He loves a bit of Hey-Nonny-No does Mike Oldfield.
― everything, Thursday, 4 March 2010 22:04 (fourteen years ago) link
Nah, hadn't heard the Sallyangie stuff. It is terribly twee, but there's an element of spookiness that is quite appealing. More naive than twee - though perhaps that's the thing. I like what he did when he was shy and fragile and spooky, but then he went off and did EST and got all confident and all, but that destroyed the kind of fragility that I liked about him.
Maybe.
Or maybe it's the over the top production of the later stuff that I don't like.
― There's Always Been A Dance Element To (Masonic Boom), Thursday, 4 March 2010 22:08 (fourteen years ago) link
Totally caning the Youtubes here. The crowd getting into it on that Montreaux Punkadiddle thing are fab!
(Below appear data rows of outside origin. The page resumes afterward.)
#[cfg(test)]
mod tests {
    use super::*;
    use crate::rank::Rank;

    fn minutes(m: u64) -> Duration {
        Duration::from_secs(m * 60)
    }

    #[test]
    fn create_player_assigns_sequential_ids() {
        let mut store = GameDataStore::new();
        let ids: Vec<u32> = ["Player1", "Player2", "Player3"]
            .into_iter()
            .map(|name| store.create_player(name).id)
            .collect();
        assert_eq!(ids, vec![1, 2, 3]);
        assert_eq!(store.player_count(), 3);
        assert_eq!(store.players()[0].rank, Rank::Beginner);
    }

    #[test]
    fn lookups_return_none_for_unknown_ids() {
        let store = GameDataStore::new();
        assert!(store.player_by_id(999).is_none());
        assert!(store.game_session_by_id(999).is_none());
        assert!(store.obstacle_by_id(999).is_none());
        assert!(store.power_up_by_id(999).is_none());
    }

    #[test]
    fn update_player_applies_patch_and_rank() {
        let mut store = GameDataStore::new();
        let id = store.create_player("OriginalName").id;
        let applied = store.update_player(
            id,
            &PlayerPatch::new()
                .name("UpdatedName")
                .highest_score(5_000)
                .total_games_played(10),
        );
        assert!(applied);
        let player = store.player_by_id(id).expect("player exists");
        assert_eq!(player.name, "UpdatedName");
        assert_eq!(player.highest_score, 5_000);
        assert_eq!(player.total_games_played, 10);
        assert_eq!(player.rank, Rank::Master);
    }

    #[test]
    fn update_of_missing_id_is_a_silent_no_op() {
        let mut store = GameDataStore::new();
        store.create_player("Someone");
        let before = store.snapshot();
        assert!(!store.update_player(42, &PlayerPatch::new().name("Ghost")));
        assert!(!store.update_game_session(42, &SessionPatch::new().score(1)));
        assert!(!store.update_obstacle(42, &ObstaclePatch::new().speed(1.0)));
        assert!(!store.update_power_up(42, &PowerUpPatch::new().points_value(1)));
        assert_eq!(store.snapshot(), before);
    }

    #[test]
    fn session_cascade_updates_player_stats() {
        let mut store = GameDataStore::new();
        let player = store.create_player("TestPlayer");
        let session = store.create_game_session(player.id, &player.name, 3_000, 3, minutes(5));

        assert_eq!(session.id, 1);
        assert!(session.new_high_score);
        let updated = store.player_by_id(player.id).expect("player exists");
        assert_eq!(updated.highest_score, 3_000);
        assert_eq!(updated.total_score, 3_000);
        assert_eq!(updated.total_games_played, 1);
        assert_eq!(updated.rank, Rank::Expert);
        assert!(updated.last_played >= player.last_played);
    }

    #[test]
    fn lower_score_keeps_best_and_is_not_a_high_score() {
        let mut store = GameDataStore::new();
        let id = store.create_player("Steady").id;
        store.create_game_session(id, "Steady", 12_000, 12, minutes(10));
        let second = store.create_game_session(id, "Steady", 400, 1, minutes(2));

        assert!(!second.new_high_score);
        let player = store.player_by_id(id).expect("player exists");
        assert_eq!(player.highest_score, 12_000);
        assert_eq!(player.total_score, 12_400);
        assert_eq!(player.total_games_played, 2);
        assert_eq!(player.rank, Rank::Legend);
    }

    #[test]
    fn equal_score_is_not_a_new_high_score() {
        let mut store = GameDataStore::new();
        let id = store.create_player("Tie").id;
        store.create_game_session(id, "Tie", 700, 1, minutes(1));
        assert!(!store.create_game_session(id, "Tie", 700, 1, minutes(1)).new_high_score);
    }

    #[test]
    fn session_for_missing_player_is_still_recorded() {
        let mut store = GameDataStore::new();
        let session = store.create_game_session(77, "Nobody", 100, 0, minutes(1));
        assert_eq!(session.player_id, 77);
        assert_eq!(session.level, 1);
        assert!(!session.new_high_score);
        assert_eq!(store.session_count(), 1);
    }

    #[test]
    fn deleting_a_player_leaves_sessions_dangling() {
        let mut store = GameDataStore::new();
        let id = store.create_player("Gone").id;
        store.create_game_session(id, "Gone", 900, 1, minutes(3));
        assert!(store.delete_player(id));
        assert!(store.player_by_id(id).is_none());
        assert_eq!(store.sessions_for_player(id).count(), 1);
    }

    #[test]
    fn delete_missing_id_returns_false_and_keeps_size() {
        let mut store = GameDataStore::new();
        store.create_obstacle("Meteor", ObstacleType::Meteor, 3.0, 100, 20);
        assert!(!store.delete_obstacle(999));
        assert!(!store.delete_player(999));
        assert!(!store.delete_game_session(999));
        assert!(!store.delete_power_up(999));
        assert_eq!(store.obstacle_count(), 1);
    }

    #[test]
    fn ids_are_never_reused_after_delete() {
        let mut store = GameDataStore::new();
        let first = store.create_power_up("Shield", PowerUpType::Defensive, "Protection", 5, 200);
        assert!(store.delete_power_up(first.id));
        let second = store.create_power_up("Magnet", PowerUpType::Utility, "Attract", 5, 100);
        assert_eq!(second.id, 2);
    }

    #[test]
    fn catalog_defaults_are_applied() {
        let mut store = GameDataStore::new();
        let obstacle = store.create_obstacle("Test Meteor", ObstacleType::Meteor, 3.5, 150, 25);
        assert!(obstacle.is_active);
        assert_eq!(obstacle.color, DEFAULT_OBSTACLE_COLOR);
        assert_eq!(obstacle.points_on_dodge, 32);

        let power_up =
            store.create_power_up("Test Shield", PowerUpType::Defensive, "Invincible", 10, 500);
        assert!(power_up.is_collectible);
        assert_eq!(power_up.rarity, Rarity::Common);
        assert!((power_up.spawn_rate - DEFAULT_SPAWN_RATE).abs() < f64::EPSILON);
    }

    #[test]
    fn clear_all_empties_collections_but_keeps_counters() {
        let mut store = GameDataStore::new();
        let player = store.create_player("TestPlayer");
        store.create_game_session(player.id, &player.name, 1_000, 1, minutes(5));
        store.create_obstacle("Meteor", ObstacleType::Meteor, 3.0, 100, 20);
        store.create_power_up("Shield", PowerUpType::Defensive, "Protection", 5, 200);

        store.clear_all();

        assert!(store.is_empty());
        assert!(store.players().is_empty());
        assert!(store.sessions().is_empty());
        assert!(store.obstacles().is_empty());
        assert!(store.power_ups().is_empty());
        assert_eq!(store.create_player("After").id, 2);
        assert_eq!(store.id_counters().session, 2);
    }

    #[test]
    fn snapshot_is_detached_from_later_mutation() {
        let mut store = GameDataStore::new();
        store.create_player("Before");
        let snapshot = store.snapshot();
        store.create_player("After");
        store.update_player(1, &PlayerPatch::new().name("Changed"));
        assert_eq!(snapshot.players.len(), 1);
        assert_eq!(snapshot.players[0].name, "Before");
    }
}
― We should have called Suzie and Bobby (NickB), Thursday, 4 March 2010 22:23 (fourteen years ago) link
wow that guilty clip was hilarious and amazing. and the foreign affair track is great. for another pop song (one that even got covered by Hall & Oates!). i think i've got it as a bside to five miles out
https://www.youtube.com/watch?v=xLCYfqTU1kc
― jaxon, Thursday, 4 March 2010 22:27 (fourteen years ago) link
here's another great disco-y single by his sister
https://www.youtube.com/watch?v=tXJZEC4FRa4
Had no idea Family Man was Oldfield!
― We should have called Suzie and Bobby (NickB), Thursday, 4 March 2010 22:33 (fourteen years ago) link
Have people hear the killer Italo version of Incantations/Foreign Affair (the 2 mashed together that is) by G.A.N.G.????If not then here: http://www.altairnouveau.com/Incantations.mp3
― lou reed scott walker monks niagra (chinavision!), Thursday, 4 March 2010 22:34 (fourteen years ago) link
^awesome! there's another rad edit of foreign affair that peter visti put out a few months ago
― psychgawsple, Thursday, 4 March 2010 22:39 (fourteen years ago) link
yeah have to say most of these youtubes don't make the argument in favor of mike for me, but I'm glad people are into those & I'm not surprised disco edits of those are turning up
Incantations is the first one he did after discovering Reich & Glass, and it's his last album completely free of pop attempts (at least until Amarok). The next one Platinum has the disco cover of Glass' "North Star", which some might be strong enough for.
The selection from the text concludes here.